▶ [Extracted data]
• • • • •

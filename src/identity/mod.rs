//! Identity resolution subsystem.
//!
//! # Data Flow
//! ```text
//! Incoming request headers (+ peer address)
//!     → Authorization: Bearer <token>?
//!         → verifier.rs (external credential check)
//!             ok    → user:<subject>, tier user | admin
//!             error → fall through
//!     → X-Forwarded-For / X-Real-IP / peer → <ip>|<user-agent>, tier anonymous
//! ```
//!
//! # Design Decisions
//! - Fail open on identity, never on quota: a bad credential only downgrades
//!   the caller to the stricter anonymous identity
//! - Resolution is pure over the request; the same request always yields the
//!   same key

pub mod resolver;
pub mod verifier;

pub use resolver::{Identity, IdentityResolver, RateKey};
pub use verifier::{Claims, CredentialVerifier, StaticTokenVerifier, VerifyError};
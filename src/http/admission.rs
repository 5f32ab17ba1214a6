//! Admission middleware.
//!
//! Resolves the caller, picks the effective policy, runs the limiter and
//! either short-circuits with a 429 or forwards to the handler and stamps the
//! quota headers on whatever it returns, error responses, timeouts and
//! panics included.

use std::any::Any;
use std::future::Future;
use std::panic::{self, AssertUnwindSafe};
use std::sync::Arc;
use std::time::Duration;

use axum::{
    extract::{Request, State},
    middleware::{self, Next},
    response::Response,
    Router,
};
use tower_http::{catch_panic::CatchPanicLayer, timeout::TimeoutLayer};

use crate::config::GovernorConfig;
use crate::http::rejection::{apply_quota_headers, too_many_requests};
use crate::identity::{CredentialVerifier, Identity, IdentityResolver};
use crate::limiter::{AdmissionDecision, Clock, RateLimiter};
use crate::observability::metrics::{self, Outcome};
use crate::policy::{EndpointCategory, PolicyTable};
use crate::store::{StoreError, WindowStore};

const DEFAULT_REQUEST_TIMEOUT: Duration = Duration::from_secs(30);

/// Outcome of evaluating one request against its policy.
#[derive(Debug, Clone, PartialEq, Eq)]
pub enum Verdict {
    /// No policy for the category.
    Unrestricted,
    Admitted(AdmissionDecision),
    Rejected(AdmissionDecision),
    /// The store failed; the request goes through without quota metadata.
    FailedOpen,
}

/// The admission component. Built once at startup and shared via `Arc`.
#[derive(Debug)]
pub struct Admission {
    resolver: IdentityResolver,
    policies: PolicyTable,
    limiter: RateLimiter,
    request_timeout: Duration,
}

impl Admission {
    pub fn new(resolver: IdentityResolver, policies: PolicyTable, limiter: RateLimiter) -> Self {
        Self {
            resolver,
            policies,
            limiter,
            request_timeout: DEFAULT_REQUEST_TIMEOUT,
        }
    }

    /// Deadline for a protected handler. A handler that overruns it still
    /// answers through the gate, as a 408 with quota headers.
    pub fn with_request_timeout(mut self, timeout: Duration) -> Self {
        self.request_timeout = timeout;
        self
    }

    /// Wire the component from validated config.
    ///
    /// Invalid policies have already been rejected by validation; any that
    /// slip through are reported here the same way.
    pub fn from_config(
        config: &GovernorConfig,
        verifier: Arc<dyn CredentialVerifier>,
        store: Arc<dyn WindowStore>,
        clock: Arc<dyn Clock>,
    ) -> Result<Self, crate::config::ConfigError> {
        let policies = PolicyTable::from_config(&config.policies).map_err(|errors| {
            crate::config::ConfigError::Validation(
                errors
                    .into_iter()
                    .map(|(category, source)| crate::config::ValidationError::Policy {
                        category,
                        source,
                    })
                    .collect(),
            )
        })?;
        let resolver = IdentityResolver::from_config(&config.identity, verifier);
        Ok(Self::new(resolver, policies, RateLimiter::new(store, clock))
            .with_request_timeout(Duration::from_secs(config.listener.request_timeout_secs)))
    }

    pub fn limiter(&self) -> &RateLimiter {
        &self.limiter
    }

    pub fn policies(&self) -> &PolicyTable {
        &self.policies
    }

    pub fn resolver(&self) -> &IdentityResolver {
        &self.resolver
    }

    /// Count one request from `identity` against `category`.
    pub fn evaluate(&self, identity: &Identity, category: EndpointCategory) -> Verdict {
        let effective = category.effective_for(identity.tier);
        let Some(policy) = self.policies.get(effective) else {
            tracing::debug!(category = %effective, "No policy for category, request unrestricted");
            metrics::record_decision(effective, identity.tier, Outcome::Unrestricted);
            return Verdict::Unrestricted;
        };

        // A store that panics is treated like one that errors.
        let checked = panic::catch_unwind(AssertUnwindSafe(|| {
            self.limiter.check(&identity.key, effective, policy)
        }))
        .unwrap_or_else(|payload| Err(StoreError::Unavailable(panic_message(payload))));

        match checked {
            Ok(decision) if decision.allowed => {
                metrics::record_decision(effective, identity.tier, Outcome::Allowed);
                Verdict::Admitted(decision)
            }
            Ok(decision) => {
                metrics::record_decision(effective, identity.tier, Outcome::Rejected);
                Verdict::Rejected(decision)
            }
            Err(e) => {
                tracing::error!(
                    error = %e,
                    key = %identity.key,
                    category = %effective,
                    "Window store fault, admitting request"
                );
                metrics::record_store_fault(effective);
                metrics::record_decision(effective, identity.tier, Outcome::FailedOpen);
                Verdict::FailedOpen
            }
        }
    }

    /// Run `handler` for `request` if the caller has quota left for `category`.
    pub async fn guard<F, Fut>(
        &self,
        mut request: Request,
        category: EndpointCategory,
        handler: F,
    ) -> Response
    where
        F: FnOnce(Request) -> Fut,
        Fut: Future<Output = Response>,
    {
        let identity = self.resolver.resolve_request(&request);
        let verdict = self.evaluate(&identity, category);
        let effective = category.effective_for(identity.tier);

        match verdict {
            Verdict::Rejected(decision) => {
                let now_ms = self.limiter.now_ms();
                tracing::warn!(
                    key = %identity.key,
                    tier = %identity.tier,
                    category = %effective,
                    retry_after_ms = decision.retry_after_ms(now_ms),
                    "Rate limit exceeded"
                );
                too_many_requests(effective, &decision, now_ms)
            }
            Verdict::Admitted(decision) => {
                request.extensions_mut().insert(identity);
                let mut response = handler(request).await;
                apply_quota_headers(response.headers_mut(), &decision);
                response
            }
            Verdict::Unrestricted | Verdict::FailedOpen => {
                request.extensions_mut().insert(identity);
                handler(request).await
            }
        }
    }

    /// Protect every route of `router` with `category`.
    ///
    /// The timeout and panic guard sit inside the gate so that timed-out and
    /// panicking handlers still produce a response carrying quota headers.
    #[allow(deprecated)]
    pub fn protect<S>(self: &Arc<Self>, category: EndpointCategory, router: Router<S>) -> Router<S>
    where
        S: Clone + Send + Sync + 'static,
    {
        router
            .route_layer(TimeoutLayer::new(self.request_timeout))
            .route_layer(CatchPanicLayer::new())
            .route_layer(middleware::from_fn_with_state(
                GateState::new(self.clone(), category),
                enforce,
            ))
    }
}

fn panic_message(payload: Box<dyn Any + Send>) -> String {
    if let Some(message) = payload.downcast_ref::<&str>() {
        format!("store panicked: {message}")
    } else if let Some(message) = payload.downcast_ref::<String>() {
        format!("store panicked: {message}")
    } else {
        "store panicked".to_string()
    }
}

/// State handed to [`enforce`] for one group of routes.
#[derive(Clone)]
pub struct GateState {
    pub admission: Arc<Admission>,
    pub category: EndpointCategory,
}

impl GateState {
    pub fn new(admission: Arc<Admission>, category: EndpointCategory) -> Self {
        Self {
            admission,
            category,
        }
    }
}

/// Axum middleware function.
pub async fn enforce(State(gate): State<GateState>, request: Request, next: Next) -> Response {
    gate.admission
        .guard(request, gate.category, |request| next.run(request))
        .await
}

• • • • •

▶ [What to work on] Every line of the listing is to be returned unchanged.

▶ [Answer area]
filename src/identity/mod.rs
//! Identity resolution subsystem.
//!
//! # Data Flow
//! ```text
//! Incoming request headers (+ peer address)
//!     → Authorization: Bearer <token>?
//!         → verifier.rs (external credential check)
//!             ok    → user:<subject>, tier user | admin
//!             error → fall through
//!     → X-Forwarded-For / X-Real-IP / peer → <ip>|<user-agent>, tier anonymous
//! ```
//!
//! # Design Decisions
//! - Fail open on identity, never on quota: a bad credential only downgrades
//!   the caller to the stricter anonymous identity
//! - Resolution is pure over the request; the same request always yields the
//!   same key

pub mod resolver;
pub mod verifier;

pub use resolver::{Identity, IdentityResolver, RateKey};
pub use verifier::{Claims, CredentialVerifier, StaticTokenVerifier, VerifyError};
filename src/http/admission.rs
repository 5f32ab17ba1214a6
//! Admission middleware.
//!
//! Resolves the caller, picks the effective policy, runs the limiter and
//! either short-circuits with a 429 or forwards to the handler and stamps the
//! quota headers on whatever it returns, error responses, timeouts and
//! panics included.

use std::any::Any;
use std::future::Future;
use std::panic::{self, AssertUnwindSafe};
use std::sync::Arc;
use std::time::Duration;

use axum::{
    extract::{Request, State},
    middleware::{self, Next},
    response::Response,
    Router,
};
use tower_http::{catch_panic::CatchPanicLayer, timeout::TimeoutLayer};

use crate::config::GovernorConfig;
use crate::http::rejection::{apply_quota_headers, too_many_requests};
use crate::identity::{CredentialVerifier, Identity, IdentityResolver};
use crate::limiter::{AdmissionDecision, Clock, RateLimiter};
use crate::observability::metrics::{self, Outcome};
use crate::policy::{EndpointCategory, PolicyTable};
use crate::store::{StoreError, WindowStore};

const DEFAULT_REQUEST_TIMEOUT: Duration = Duration::from_secs(30);

/// Outcome of evaluating one request against its policy.
#[derive(Debug, Clone, PartialEq, Eq)]
pub enum Verdict {
    /// No policy for the category.
    Unrestricted,
    Admitted(AdmissionDecision),
    Rejected(AdmissionDecision),
    /// The store failed; the request goes through without quota metadata.
    FailedOpen,
}

/// The admission component. Built once at startup and shared via `Arc`.
#[derive(Debug)]
pub struct Admission {
    resolver: IdentityResolver,
    policies: PolicyTable,
    limiter: RateLimiter,
    request_timeout: Duration,
}

impl Admission {
    pub fn new(resolver: IdentityResolver, policies: PolicyTable, limiter: RateLimiter) -> Self {
        Self {
            resolver,
            policies,
            limiter,
            request_timeout: DEFAULT_REQUEST_TIMEOUT,
        }
    }

    /// Deadline for a protected handler. A handler that overruns it still
    /// answers through the gate, as a 408 with quota headers.
    pub fn with_request_timeout(mut self, timeout: Duration) -> Self {
        self.request_timeout = timeout;
        self
    }

    /// Wire the component from validated config.
    ///
    /// Invalid policies have already been rejected by validation; any that
    /// slip through are reported here the same way.
    pub fn from_config(
        config: &GovernorConfig,
        verifier: Arc<dyn CredentialVerifier>,
        store: Arc<dyn WindowStore>,
        clock: Arc<dyn Clock>,
    ) -> Result<Self, crate::config::ConfigError> {
        let policies = PolicyTable::from_config(&config.policies).map_err(|errors| {
            crate::config::ConfigError::Validation(
                errors
                    .into_iter()
                    .map(|(category, source)| crate::config::ValidationError::Policy {
                        category,
                        source,
                    })
                    .collect(),
            )
        })?;
        let resolver = IdentityResolver::from_config(&config.identity, verifier);
        Ok(Self::new(resolver, policies, RateLimiter::new(store, clock))
            .with_request_timeout(Duration::from_secs(config.listener.request_timeout_secs)))
    }

    pub fn limiter(&self) -> &RateLimiter {
        &self.limiter
    }

    pub fn policies(&self) -> &PolicyTable {
        &self.policies
    }

    pub fn resolver(&self) -> &IdentityResolver {
        &self.resolver
    }

    /// Count one request from `identity` against `category`.
    pub fn evaluate(&self, identity: &Identity, category: EndpointCategory) -> Verdict {
        let effective = category.effective_for(identity.tier);
        let Some(policy) = self.policies.get(effective) else {
            tracing::debug!(category = %effective, "No policy for category, request unrestricted");
            metrics::record_decision(effective, identity.tier, Outcome::Unrestricted);
            return Verdict::Unrestricted;
        };

        // A store that panics is treated like one that errors.
        let checked = panic::catch_unwind(AssertUnwindSafe(|| {
            self.limiter.check(&identity.key, effective, policy)
        }))
        .unwrap_or_else(|payload| Err(StoreError::Unavailable(panic_message(payload))));

        match checked {
            Ok(decision) if decision.allowed => {
                metrics::record_decision(effective, identity.tier, Outcome::Allowed);
                Verdict::Admitted(decision)
            }
            Ok(decision) => {
                metrics::record_decision(effective, identity.tier, Outcome::Rejected);
                Verdict::Rejected(decision)
            }
            Err(e) => {
                tracing::error!(
                    error = %e,
                    key = %identity.key,
                    category = %effective,
                    "Window store fault, admitting request"
                );
                metrics::record_store_fault(effective);
                metrics::record_decision(effective, identity.tier, Outcome::FailedOpen);
                Verdict::FailedOpen
            }
        }
    }

    /// Run `handler` for `request` if the caller has quota left for `category`.
    pub async fn guard<F, Fut>(
        &self,
        mut request: Request,
        category: EndpointCategory,
        handler: F,
    ) -> Response
    where
        F: FnOnce(Request) -> Fut,
        Fut: Future<Output = Response>,
    {
        let identity = self.resolver.resolve_request(&request);
        let verdict = self.evaluate(&identity, category);
        let effective = category.effective_for(identity.tier);

        match verdict {
            Verdict::Rejected(decision) => {
                let now_ms = self.limiter.now_ms();
                tracing::warn!(
                    key = %identity.key,
                    tier = %identity.tier,
                    category = %effective,
                    retry_after_ms = decision.retry_after_ms(now_ms),
                    "Rate limit exceeded"
                );
                too_many_requests(effective, &decision, now_ms)
            }
            Verdict::Admitted(decision) => {
                request.extensions_mut().insert(identity);
                let mut response = handler(request).await;
                apply_quota_headers(response.headers_mut(), &decision);
                response
            }
            Verdict::Unrestricted | Verdict::FailedOpen => {
                request.extensions_mut().insert(identity);
                handler(request).await
            }
        }
    }

    /// Protect every route of `router` with `category`.
    ///
    /// The timeout and panic guard sit inside the gate so that timed-out and
    /// panicking handlers still produce a response carrying quota headers.
    #[allow(deprecated)]
    pub fn protect<S>(self: &Arc<Self>, category: EndpointCategory, router: Router<S>) -> Router<S>
    where
        S: Clone + Send + Sync + 'static,
    {
        router
            .route_layer(TimeoutLayer::new(self.request_timeout))
            .route_layer(CatchPanicLayer::new())
            .route_layer(middleware::from_fn_with_state(
                GateState::new(self.clone(), category),
                enforce,
            ))
    }
}

fn panic_message(payload: Box<dyn Any + Send>) -> String {
    if let Some(message) = payload.downcast_ref::<&str>() {
        format!("store panicked: {message}")
    } else if let Some(message) = payload.downcast_ref::<String>() {
        format!("store panicked: {message}")
    } else {
        "store panicked".to_string()
    }
}

/// State handed to [`enforce`] for one group of routes.
#[derive(Clone)]
pub struct GateState {
    pub admission: Arc<Admission>,
    pub category: EndpointCategory,
}

impl GateState {
    pub fn new(admission: Arc<Admission>, category: EndpointCategory) -> Self {
        Self {
            admission,
            category,
        }
    }
}

/// Axum middleware function.
pub async fn enforce(State(gate): State<GateState>, request: Request, next: Next) -> Response {
    gate.admission
        .guard(request, gate.category, |request| next.run(request))
        .await
}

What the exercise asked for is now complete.